Supplied entries:
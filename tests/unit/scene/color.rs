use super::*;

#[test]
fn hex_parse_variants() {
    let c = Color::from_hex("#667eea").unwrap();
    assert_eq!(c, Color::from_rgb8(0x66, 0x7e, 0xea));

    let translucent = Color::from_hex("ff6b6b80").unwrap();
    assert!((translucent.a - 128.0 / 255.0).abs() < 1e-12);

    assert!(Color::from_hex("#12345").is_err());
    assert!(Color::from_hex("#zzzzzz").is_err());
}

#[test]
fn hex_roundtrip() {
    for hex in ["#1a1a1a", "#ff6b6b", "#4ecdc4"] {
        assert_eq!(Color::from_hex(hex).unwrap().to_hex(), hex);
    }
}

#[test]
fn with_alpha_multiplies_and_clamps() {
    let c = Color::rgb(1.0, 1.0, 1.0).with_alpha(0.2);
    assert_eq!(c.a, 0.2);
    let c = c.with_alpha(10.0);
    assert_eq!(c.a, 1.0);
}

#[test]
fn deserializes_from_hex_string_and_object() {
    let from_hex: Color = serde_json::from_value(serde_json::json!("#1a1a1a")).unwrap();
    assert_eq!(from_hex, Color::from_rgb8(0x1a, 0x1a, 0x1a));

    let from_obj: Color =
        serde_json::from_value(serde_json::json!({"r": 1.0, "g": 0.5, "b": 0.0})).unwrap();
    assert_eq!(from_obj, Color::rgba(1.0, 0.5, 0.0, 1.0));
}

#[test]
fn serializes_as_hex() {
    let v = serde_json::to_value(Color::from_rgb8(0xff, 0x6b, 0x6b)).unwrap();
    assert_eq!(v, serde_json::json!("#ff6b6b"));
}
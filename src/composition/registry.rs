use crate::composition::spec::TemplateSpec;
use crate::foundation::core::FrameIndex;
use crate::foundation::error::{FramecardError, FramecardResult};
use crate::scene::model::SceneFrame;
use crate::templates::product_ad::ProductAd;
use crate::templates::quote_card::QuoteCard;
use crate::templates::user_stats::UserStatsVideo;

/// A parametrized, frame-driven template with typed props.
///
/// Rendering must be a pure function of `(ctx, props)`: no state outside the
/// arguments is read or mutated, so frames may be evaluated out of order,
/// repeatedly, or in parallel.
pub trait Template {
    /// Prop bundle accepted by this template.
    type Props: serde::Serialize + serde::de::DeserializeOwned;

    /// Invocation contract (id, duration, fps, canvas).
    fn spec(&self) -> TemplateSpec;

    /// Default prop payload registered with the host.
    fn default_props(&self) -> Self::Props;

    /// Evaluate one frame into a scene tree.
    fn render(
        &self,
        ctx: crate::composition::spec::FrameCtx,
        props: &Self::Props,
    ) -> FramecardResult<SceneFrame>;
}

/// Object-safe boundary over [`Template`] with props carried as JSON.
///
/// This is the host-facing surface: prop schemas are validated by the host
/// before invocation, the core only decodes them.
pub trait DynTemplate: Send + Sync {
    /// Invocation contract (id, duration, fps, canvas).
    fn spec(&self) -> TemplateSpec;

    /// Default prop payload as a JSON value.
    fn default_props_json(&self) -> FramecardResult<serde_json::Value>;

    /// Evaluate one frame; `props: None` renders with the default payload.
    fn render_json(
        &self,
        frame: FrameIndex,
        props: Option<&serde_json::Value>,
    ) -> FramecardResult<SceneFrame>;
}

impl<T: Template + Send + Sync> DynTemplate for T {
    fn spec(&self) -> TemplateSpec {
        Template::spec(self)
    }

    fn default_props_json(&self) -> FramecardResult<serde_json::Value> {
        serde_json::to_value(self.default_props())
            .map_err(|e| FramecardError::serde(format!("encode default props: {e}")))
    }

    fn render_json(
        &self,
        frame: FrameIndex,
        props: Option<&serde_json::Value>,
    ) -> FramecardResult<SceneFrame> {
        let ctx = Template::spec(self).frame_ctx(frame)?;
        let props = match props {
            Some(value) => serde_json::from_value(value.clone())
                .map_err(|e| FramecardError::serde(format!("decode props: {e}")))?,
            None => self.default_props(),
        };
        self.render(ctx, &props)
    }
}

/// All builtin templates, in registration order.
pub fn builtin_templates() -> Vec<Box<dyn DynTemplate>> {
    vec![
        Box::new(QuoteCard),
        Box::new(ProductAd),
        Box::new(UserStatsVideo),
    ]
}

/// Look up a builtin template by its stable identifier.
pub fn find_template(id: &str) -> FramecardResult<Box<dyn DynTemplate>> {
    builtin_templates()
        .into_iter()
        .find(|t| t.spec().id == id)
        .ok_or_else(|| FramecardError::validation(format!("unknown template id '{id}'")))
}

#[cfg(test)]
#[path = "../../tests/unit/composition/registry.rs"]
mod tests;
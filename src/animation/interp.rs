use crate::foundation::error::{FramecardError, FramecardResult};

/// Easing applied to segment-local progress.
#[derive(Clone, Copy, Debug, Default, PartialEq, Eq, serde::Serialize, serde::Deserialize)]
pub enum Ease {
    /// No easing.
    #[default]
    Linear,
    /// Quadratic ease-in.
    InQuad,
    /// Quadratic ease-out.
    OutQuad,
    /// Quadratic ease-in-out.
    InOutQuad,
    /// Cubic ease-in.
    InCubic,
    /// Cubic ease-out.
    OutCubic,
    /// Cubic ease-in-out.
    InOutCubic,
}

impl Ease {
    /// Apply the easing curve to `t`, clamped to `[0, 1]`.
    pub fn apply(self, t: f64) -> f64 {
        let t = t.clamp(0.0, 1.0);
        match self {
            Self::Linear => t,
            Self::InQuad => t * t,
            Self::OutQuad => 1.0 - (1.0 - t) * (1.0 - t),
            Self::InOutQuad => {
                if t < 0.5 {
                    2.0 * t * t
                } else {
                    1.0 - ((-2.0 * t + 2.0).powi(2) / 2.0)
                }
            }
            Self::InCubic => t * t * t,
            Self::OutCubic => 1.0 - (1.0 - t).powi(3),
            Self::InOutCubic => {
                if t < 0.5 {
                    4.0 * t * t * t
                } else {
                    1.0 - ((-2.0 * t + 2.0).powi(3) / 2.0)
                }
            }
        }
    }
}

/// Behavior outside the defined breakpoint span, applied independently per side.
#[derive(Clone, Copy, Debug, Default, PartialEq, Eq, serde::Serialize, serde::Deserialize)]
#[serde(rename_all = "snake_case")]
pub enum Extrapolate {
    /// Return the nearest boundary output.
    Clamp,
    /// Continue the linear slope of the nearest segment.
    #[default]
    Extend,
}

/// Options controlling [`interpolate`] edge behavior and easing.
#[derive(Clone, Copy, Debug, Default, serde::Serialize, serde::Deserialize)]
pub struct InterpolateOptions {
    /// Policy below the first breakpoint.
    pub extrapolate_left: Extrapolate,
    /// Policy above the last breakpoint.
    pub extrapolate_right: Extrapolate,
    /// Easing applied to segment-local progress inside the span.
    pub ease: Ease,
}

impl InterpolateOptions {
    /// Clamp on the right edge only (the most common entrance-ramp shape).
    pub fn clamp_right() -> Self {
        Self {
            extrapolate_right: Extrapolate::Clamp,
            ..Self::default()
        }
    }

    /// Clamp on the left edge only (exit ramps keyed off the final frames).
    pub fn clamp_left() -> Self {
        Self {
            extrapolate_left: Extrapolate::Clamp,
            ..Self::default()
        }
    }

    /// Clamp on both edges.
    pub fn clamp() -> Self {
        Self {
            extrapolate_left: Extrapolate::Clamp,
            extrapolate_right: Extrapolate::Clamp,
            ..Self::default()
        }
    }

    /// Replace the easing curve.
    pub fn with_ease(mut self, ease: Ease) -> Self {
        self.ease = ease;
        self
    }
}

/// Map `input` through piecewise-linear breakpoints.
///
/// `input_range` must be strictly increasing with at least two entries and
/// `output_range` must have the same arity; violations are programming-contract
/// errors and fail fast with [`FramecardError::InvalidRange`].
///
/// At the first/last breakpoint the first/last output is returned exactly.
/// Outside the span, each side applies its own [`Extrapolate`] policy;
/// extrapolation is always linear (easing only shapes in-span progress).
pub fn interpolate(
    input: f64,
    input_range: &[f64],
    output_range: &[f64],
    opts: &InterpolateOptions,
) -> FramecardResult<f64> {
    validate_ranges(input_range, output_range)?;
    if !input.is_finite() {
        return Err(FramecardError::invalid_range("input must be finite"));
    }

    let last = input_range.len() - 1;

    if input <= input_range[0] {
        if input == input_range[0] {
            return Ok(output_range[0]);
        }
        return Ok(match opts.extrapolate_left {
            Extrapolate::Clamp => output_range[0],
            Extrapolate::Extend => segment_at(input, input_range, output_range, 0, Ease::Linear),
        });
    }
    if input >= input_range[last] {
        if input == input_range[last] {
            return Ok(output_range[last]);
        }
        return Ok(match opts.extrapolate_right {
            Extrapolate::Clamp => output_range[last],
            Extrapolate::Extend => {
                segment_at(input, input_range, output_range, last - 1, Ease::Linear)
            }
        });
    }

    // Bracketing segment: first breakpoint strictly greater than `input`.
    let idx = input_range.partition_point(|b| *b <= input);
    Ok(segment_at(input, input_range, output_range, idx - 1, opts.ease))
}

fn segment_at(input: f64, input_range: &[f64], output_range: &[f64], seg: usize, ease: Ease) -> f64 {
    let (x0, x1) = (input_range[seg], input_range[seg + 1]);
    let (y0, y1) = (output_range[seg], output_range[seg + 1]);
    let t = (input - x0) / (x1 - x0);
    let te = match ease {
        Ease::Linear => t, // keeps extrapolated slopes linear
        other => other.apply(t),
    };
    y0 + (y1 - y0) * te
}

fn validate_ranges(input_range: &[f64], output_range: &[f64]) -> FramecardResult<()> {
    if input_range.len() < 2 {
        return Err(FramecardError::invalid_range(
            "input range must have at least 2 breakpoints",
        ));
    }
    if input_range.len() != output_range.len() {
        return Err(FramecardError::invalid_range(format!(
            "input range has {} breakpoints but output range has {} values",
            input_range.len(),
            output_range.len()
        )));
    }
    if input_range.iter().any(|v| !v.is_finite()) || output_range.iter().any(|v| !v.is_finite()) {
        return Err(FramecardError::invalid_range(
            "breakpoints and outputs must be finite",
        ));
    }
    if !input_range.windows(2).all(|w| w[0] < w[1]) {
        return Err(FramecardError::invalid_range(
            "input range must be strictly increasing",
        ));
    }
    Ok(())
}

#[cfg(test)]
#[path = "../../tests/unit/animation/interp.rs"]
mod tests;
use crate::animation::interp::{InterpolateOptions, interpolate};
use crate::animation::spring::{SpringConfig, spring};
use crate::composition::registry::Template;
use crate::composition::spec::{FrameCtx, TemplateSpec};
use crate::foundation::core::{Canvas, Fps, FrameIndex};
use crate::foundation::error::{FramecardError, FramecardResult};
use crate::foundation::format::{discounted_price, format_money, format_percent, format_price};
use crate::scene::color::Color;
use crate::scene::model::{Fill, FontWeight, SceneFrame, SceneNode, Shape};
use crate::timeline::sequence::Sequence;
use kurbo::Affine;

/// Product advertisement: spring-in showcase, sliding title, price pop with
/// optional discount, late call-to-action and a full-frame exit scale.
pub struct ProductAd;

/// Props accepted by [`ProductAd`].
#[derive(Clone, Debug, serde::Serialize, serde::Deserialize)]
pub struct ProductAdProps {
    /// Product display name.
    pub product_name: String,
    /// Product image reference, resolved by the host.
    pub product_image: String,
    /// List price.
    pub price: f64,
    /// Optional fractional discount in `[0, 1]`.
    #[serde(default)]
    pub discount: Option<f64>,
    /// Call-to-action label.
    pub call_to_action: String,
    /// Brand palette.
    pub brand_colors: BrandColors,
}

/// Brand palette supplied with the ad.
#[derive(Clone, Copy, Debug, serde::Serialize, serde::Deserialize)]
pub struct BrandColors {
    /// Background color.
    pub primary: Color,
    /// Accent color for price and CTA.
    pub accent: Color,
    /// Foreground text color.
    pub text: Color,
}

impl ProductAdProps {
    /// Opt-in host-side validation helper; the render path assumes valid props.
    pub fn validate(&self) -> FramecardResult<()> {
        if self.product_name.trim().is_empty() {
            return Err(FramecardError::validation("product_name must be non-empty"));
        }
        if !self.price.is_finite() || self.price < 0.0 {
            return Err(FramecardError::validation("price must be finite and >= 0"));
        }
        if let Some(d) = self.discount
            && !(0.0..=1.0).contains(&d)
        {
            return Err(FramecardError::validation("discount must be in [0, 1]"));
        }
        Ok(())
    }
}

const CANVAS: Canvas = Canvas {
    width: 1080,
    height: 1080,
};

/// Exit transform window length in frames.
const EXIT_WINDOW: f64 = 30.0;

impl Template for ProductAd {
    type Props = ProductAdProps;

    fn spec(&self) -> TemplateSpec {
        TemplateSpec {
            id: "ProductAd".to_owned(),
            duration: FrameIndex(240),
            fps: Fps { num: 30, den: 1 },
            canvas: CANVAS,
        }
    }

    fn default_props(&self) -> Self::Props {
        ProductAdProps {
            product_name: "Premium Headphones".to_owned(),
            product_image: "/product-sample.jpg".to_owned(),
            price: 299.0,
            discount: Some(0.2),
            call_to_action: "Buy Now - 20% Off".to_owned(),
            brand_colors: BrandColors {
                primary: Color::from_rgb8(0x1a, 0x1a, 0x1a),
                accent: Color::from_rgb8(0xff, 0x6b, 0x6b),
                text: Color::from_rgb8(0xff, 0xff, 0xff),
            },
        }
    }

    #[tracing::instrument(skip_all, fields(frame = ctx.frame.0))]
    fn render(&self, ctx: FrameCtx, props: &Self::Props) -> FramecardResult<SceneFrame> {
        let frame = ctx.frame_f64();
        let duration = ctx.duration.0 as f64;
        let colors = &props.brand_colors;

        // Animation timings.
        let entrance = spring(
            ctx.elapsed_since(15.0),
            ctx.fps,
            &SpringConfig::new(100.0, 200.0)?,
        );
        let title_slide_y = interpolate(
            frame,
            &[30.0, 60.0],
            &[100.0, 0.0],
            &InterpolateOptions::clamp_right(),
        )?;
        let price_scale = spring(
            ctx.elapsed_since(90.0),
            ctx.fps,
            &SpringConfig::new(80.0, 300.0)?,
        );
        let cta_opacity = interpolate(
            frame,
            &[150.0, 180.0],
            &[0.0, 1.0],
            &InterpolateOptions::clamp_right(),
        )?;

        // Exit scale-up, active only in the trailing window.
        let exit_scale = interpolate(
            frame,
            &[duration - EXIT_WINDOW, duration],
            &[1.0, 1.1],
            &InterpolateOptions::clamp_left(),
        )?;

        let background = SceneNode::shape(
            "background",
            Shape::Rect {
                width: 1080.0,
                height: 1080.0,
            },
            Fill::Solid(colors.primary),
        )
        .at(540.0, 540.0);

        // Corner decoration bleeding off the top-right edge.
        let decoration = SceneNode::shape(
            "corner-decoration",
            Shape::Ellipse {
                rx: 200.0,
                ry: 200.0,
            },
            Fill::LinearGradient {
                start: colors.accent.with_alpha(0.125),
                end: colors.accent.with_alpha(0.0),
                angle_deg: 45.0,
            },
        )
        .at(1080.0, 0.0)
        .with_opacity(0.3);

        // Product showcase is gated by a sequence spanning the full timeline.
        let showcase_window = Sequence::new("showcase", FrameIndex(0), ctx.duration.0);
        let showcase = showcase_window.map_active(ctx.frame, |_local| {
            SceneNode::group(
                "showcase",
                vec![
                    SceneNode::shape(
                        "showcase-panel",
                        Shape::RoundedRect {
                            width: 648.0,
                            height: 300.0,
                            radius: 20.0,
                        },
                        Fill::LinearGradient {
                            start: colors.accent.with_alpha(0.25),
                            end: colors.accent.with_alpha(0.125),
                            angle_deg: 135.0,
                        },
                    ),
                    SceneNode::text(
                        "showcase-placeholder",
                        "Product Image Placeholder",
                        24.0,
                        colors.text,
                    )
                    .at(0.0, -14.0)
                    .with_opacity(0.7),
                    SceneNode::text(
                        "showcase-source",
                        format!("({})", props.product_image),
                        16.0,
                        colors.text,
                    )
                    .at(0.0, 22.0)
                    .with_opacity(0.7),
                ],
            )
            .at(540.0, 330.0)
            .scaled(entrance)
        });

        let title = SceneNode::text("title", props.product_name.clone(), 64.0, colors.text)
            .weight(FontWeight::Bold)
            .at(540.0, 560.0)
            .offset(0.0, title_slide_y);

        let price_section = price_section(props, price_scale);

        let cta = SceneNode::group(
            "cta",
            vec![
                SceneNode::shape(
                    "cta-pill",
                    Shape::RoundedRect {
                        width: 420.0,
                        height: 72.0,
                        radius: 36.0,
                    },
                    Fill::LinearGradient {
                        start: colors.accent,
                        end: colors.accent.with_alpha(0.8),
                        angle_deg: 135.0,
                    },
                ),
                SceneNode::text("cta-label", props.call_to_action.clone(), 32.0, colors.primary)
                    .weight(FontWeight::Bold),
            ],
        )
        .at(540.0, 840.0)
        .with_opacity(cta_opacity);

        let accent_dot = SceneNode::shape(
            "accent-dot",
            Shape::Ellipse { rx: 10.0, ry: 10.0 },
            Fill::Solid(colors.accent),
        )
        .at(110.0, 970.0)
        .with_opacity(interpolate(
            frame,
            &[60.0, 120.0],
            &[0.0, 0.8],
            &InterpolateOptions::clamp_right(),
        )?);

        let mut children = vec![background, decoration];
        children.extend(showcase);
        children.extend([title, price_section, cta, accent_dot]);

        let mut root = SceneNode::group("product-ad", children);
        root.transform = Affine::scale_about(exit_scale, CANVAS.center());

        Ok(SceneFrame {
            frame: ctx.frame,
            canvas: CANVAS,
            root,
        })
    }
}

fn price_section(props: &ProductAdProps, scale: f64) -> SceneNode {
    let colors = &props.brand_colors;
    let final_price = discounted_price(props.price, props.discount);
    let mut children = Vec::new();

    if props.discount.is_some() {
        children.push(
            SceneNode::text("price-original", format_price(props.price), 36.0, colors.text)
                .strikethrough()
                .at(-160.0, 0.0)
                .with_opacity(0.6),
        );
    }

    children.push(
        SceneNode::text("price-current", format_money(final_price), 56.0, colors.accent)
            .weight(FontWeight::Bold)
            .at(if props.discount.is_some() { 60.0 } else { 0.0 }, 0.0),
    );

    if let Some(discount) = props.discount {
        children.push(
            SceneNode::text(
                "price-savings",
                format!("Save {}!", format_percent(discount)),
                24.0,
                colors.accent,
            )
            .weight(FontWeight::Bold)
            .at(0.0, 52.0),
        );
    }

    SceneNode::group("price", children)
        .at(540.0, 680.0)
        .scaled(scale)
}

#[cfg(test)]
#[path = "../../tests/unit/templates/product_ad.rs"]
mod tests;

Task requirements:
Retype, exactly and in full, the listing from its first line to the one holding "type Props: serde::Serialize", both included.

Completed task:
filename tests/unit/scene/color.rs
use super::*;

#[test]
fn hex_parse_variants() {
    let c = Color::from_hex("#667eea").unwrap();
    assert_eq!(c, Color::from_rgb8(0x66, 0x7e, 0xea));

    let translucent = Color::from_hex("ff6b6b80").unwrap();
    assert!((translucent.a - 128.0 / 255.0).abs() < 1e-12);

    assert!(Color::from_hex("#12345").is_err());
    assert!(Color::from_hex("#zzzzzz").is_err());
}

#[test]
fn hex_roundtrip() {
    for hex in ["#1a1a1a", "#ff6b6b", "#4ecdc4"] {
        assert_eq!(Color::from_hex(hex).unwrap().to_hex(), hex);
    }
}

#[test]
fn with_alpha_multiplies_and_clamps() {
    let c = Color::rgb(1.0, 1.0, 1.0).with_alpha(0.2);
    assert_eq!(c.a, 0.2);
    let c = c.with_alpha(10.0);
    assert_eq!(c.a, 1.0);
}

#[test]
fn deserializes_from_hex_string_and_object() {
    let from_hex: Color = serde_json::from_value(serde_json::json!("#1a1a1a")).unwrap();
    assert_eq!(from_hex, Color::from_rgb8(0x1a, 0x1a, 0x1a));

    let from_obj: Color =
        serde_json::from_value(serde_json::json!({"r": 1.0, "g": 0.5, "b": 0.0})).unwrap();
    assert_eq!(from_obj, Color::rgba(1.0, 0.5, 0.0, 1.0));
}

#[test]
fn serializes_as_hex() {
    let v = serde_json::to_value(Color::from_rgb8(0xff, 0x6b, 0x6b)).unwrap();
    assert_eq!(v, serde_json::json!("#ff6b6b"));
}
filename src/composition/registry.rs
use crate::composition::spec::TemplateSpec;
use crate::foundation::core::FrameIndex;
use crate::foundation::error::{FramecardError, FramecardResult};
use crate::scene::model::SceneFrame;
use crate::templates::product_ad::ProductAd;
use crate::templates::quote_card::QuoteCard;
use crate::templates::user_stats::UserStatsVideo;

/// A parametrized, frame-driven template with typed props.
///
/// Rendering must be a pure function of `(ctx, props)`: no state outside the
/// arguments is read or mutated, so frames may be evaluated out of order,
/// repeatedly, or in parallel.
pub trait Template {
    /// Prop bundle accepted by this template.
    type Props: serde::Serialize + serde::de::DeserializeOwned;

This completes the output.